Digitalizing the Automotive Assembly Supply Chain Using Multi-Agent-Based Digital Twins

The automotive industry encounters increasing supply chain challenges due to fluctuating demand, inventory imbalances, and long lead times. Traditional approaches face economic uncertainties, supplier disruptions, and trade policy changes, leading to inefficiencies and cost volatility. To address these issues, industry is adopting Industry 4.0 technologies, particularly Digital Twins, which create real-time virtual representations of physical systems, integrating sensor data and automation for enhanced decision-making, and predictive analytics. This chapter presents a Multi-Agent-Based Digital Twin (MABDT) model targeted toward automotive manufacturing supply chains. The proposed three-layer architecture, utilizing Physical, Digital Twin, and Application Layers, leverages Agent-Based Modeling simulation techniques to create real-time monitoring agents of supply chain elements using statecharts and structured agent behaviors.
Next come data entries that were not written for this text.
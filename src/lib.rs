//! A maze engine that generates and solves mazes step by step on a background
//! worker, while a renderer watches the cells change.
//!
//! [`Maze`] is the entry point. Generation, solving and flood fill each run on
//! their own worker thread, one at a time, and can be paused, resumed and
//! stopped from any thread. Renderers read cells through a [`CellBuffer`].

pub mod app;
pub mod config;
pub mod control;
pub mod error;
pub mod fill;
pub mod generators;
pub mod maze;
pub mod solvers;

pub use config::{AlgorithmKind, AnimationPolicy, MazeConfig};
pub use error::MazeError;
pub use generators::Generator;
pub use maze::{Cell, CellBuffer, Direction, Grid, Maze, OperationKind};
pub use solvers::Solver;
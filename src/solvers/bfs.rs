use std::collections::VecDeque;

use super::Parents;
use crate::{
    control::Checkpoint,
    error::MazeError,
    maze::{Coord, Grid},
};

pub fn solve_bfs(
    grid: &Grid,
    start: Coord,
    goal: Coord,
    ctl: &dyn Checkpoint,
) -> Result<Parents, MazeError> {
    let mut parents = vec![None; grid.len()];

    let start_cell = grid.cell(start);
    start_cell.set_dist(0);
    start_cell.set_fill_visited(true);
    let mut queue = VecDeque::from([start]);

    while let Some(current) = queue.pop_front() {
        let cell = grid.cell(current);
        cell.set_gen_visited(true);
        ctl.checkpoint()?;

        if current == goal {
            return Ok(parents);
        }

        let dist = cell.dist();
        for next in grid.open_neighbors(current) {
            let next_cell = grid.cell(next);
            // Already queued or expanded
            if next_cell.fill_visited() {
                continue;
            }
            next_cell.set_fill_visited(true);
            next_cell.set_dist(dist + 1);
            parents[grid.ravel_index(next)] = Some(grid.ravel_index(current));
            queue.push_back(next);
        }
    }

    Err(MazeError::NoPathFound)
}
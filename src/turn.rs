//! Turn accumulation
//!
//! Frames of the current inbound turn are kept as received and spliced once,
//! when the turn is flushed.

use crate::audio_frame::{AudioFrame, ChannelSamples, SplicedAudio};
use crate::error::SpliceMismatch;
use tracing::debug;

/// The frames of the turn currently being received.
#[derive(Debug, Default)]
pub struct TurnAccumulator {
    frames: Vec<AudioFrame>,
    active: bool,
}

impl TurnAccumulator {
    pub fn new() -> Self {
        Self::default()
    }

    /// Add a frame to the current turn, starting one if none is active.
    pub fn append(&mut self, frame: AudioFrame) {
        if !self.active {
            debug!("Starting new audio turn");
        }
        self.frames.push(frame);
        self.active = true;
    }

    pub fn is_active(&self) -> bool {
        self.active
    }

    pub fn frame_count(&self) -> usize {
        self.frames.len()
    }

    /// Splice the pending frames into one unit and return to rest.
    ///
    /// `Ok(None)` when nothing is pending or the pending frames hold no
    /// samples. On a shape mismatch the turn is still cleared, so a bad turn
    /// never leaks into the next one.
    pub fn flush(&mut self) -> Result<Option<SplicedAudio>, SpliceMismatch> {
        let frames = std::mem::take(&mut self.frames);
        self.active = false;
        if frames.iter().all(AudioFrame::is_empty) {
            if !frames.is_empty() {
                debug!("Dropping audio turn of {} empty frames", frames.len());
            }
            return Ok(None);
        }
        splice(frames).map(Some)
    }

    /// Drop the pending turn without splicing. Returns the frames dropped.
    pub fn discard(&mut self) -> usize {
        let n = self.frames.len();
        self.frames.clear();
        self.active = false;
        n
    }
}

/// Concatenate each channel across frames, in order. `frames` must be non-empty.
fn splice(frames: Vec<AudioFrame>) -> Result<SplicedAudio, SpliceMismatch> {
    let expected_channels = frames[0].channel_count();
    let expected_rate = frames[0].sample_rate();

    if let Some((index, bad)) = frames.iter().enumerate().find(|(_, f)| {
        f.channel_count() != expected_channels || f.sample_rate() != expected_rate
    }) {
        return Err(SpliceMismatch {
            index,
            expected_channels,
            expected_rate,
            found_channels: bad.channel_count(),
            found_rate: bad.sample_rate(),
        });
    }

    let total: usize = frames.iter().map(AudioFrame::len).sum();
    let mut channels: ChannelSamples = (0..expected_channels)
        .map(|_| Vec::with_capacity(total))
        .collect();
    let frame_count = frames.len();
    for frame in frames {
        for (out, samples) in channels.iter_mut().zip(frame.into_channels()) {
            out.extend_from_slice(&samples);
        }
    }

    debug!(
        "Spliced {} frames into {} samples x {} channels",
        frame_count, total, expected_channels
    );
    Ok(SplicedAudio::new(AudioFrame::assemble(expected_rate, channels)))
}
A case study on the Tiger Motors simulated assembly line demonstrates how this architecture is used to model cars, workstations, material supermarkets, and manufacturing cells as agents that interact dynamically with each other to develop applications that can improve takt time management, production visibility, and operational efficiency. Integrating real-time data with Digital Twin agents has the potential to enable predictive maintenance, reduce downtime, and ensure better supply-production synchronization. By aligning Digital Twins with multi-agent system architectures, this work establishes a scalable framework for intelligent manufacturing systems. Through this work we aim to contribute to adaptive supply chain management, bridging theory, and practice while serving as an educational testbed for digital manufacturing in automotive manufacturing.